• _YOUR OBJECTIVE_
Pull each line containing "while" out of the listing below.

• _SOURCE INFORMATION_
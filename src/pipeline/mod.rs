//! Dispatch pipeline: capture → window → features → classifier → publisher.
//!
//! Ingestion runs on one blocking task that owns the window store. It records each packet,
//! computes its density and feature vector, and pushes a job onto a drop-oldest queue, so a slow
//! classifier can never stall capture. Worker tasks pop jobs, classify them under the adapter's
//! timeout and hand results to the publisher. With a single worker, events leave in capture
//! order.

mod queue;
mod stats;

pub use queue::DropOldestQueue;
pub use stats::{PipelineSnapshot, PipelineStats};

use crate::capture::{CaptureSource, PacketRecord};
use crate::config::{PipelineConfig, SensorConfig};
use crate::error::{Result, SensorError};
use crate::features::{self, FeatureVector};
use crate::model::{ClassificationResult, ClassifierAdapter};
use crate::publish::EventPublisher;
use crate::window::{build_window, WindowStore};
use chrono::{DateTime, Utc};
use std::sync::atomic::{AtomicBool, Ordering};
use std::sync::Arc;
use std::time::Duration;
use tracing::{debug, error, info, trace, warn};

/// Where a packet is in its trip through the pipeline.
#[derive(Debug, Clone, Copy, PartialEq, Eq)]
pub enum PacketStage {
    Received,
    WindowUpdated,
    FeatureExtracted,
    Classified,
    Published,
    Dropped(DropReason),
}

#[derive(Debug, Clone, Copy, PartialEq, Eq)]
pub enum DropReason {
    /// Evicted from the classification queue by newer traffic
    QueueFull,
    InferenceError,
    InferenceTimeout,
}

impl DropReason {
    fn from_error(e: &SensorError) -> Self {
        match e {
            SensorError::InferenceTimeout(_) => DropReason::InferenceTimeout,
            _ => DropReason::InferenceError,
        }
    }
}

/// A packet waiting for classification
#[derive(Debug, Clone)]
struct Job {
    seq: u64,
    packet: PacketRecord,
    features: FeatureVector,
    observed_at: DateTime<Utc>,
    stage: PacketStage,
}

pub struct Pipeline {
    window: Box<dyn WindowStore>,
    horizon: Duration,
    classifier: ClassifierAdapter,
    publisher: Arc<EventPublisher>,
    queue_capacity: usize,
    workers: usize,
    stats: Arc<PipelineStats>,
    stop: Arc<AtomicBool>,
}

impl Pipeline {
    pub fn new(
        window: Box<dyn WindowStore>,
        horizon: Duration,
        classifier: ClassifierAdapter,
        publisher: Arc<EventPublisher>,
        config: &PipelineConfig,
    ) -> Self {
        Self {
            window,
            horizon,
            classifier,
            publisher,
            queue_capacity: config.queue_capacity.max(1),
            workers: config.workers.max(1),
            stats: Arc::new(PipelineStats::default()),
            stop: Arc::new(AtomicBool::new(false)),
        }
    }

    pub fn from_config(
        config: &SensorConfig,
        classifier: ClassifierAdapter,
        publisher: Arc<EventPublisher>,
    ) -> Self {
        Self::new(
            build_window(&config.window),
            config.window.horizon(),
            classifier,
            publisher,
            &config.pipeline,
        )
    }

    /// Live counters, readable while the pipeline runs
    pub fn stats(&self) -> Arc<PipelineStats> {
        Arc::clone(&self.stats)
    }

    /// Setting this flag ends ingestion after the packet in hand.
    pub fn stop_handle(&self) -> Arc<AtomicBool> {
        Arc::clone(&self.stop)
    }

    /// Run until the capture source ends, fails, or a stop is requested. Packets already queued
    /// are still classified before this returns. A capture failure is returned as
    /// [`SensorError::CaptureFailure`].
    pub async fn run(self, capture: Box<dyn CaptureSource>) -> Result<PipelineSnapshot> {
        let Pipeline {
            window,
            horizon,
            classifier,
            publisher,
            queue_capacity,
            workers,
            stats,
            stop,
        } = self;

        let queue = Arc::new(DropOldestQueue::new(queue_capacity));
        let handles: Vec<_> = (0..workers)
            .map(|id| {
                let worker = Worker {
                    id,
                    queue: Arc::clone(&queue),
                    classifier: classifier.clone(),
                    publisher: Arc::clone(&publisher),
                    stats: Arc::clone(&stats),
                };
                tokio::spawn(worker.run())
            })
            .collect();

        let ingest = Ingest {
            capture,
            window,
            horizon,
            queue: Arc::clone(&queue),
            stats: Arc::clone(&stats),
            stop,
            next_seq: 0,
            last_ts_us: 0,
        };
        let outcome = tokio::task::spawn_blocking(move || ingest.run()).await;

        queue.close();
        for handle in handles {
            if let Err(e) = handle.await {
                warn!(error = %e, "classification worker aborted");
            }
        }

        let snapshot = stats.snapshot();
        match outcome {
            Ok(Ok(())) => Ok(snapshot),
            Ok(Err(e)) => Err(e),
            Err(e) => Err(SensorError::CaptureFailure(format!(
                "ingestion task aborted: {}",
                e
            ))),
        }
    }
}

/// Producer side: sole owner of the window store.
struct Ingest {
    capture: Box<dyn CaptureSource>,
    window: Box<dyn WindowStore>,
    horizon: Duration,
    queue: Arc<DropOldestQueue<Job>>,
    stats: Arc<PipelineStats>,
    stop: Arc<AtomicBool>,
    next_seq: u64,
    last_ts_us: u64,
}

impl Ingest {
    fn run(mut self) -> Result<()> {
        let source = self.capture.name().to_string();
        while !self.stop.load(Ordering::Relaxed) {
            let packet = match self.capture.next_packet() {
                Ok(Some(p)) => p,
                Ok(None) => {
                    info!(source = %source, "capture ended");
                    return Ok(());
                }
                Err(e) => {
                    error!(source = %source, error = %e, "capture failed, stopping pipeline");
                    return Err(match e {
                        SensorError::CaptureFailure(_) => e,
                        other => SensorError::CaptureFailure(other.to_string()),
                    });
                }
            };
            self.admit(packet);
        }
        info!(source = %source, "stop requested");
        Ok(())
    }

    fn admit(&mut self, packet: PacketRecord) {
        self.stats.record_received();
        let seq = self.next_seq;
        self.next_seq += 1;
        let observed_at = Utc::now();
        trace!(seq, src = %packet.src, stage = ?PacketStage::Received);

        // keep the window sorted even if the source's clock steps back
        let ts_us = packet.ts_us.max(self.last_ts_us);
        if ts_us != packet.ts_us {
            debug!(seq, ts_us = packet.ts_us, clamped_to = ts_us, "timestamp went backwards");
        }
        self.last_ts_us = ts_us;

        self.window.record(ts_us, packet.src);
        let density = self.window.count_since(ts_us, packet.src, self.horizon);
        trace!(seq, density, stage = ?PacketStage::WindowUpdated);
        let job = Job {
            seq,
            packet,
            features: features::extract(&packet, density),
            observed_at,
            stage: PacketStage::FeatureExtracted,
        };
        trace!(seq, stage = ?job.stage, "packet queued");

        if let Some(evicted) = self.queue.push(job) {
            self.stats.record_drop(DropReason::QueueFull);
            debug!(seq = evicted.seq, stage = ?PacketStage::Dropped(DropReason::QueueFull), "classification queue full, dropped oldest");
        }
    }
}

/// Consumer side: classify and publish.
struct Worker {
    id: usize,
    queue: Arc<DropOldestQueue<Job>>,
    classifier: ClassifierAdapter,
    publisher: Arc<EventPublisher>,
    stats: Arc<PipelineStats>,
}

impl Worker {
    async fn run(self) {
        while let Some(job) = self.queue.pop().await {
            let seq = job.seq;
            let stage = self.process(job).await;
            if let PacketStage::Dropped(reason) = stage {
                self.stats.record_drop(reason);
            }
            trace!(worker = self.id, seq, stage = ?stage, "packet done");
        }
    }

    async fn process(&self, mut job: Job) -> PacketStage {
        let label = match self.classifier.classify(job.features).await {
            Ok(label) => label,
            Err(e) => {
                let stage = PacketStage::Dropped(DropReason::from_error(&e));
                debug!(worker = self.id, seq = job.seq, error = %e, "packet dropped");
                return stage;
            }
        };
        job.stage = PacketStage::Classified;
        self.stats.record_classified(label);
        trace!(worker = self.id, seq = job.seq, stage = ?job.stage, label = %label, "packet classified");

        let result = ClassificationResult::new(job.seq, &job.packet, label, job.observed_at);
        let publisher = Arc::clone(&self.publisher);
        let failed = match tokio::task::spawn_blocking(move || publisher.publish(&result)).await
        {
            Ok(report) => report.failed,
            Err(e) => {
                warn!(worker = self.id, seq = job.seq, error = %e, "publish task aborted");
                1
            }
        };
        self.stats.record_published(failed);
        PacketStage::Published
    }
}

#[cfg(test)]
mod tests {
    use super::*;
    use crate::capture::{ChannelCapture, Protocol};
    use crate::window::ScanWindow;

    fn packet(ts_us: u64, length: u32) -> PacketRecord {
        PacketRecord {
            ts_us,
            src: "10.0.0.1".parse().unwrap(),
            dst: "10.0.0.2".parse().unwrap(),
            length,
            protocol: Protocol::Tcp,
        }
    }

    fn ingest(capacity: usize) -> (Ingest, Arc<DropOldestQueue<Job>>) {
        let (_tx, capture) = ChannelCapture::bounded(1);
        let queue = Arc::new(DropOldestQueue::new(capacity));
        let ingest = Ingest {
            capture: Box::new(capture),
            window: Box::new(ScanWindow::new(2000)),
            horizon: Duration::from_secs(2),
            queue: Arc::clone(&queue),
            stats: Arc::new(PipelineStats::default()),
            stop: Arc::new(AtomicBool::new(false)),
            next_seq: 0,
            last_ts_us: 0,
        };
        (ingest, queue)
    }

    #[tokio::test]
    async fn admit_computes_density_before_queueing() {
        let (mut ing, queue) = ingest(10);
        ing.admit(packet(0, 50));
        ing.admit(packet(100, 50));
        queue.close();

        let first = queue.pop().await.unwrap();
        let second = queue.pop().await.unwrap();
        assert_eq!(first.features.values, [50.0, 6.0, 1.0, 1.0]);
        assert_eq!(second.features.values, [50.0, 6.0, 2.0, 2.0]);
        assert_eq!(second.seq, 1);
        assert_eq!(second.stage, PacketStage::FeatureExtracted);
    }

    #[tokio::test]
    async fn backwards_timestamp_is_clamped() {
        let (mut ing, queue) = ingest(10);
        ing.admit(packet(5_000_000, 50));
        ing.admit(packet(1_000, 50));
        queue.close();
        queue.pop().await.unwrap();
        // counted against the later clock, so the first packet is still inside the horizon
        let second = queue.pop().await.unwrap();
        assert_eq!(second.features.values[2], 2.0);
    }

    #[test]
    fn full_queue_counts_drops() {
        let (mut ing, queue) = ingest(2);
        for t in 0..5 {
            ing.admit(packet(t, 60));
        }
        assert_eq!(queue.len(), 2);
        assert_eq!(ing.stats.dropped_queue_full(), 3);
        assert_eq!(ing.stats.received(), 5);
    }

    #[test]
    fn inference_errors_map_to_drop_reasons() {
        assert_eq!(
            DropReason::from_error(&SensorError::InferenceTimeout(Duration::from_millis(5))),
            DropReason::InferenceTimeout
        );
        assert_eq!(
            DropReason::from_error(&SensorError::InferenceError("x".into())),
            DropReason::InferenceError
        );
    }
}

• _WRITTEN SOLUTION_
    /// Live counters, readable while the pipeline runs
        while !self.stop.load(Ordering::Relaxed) {
        while let Some(job) = self.queue.pop().await {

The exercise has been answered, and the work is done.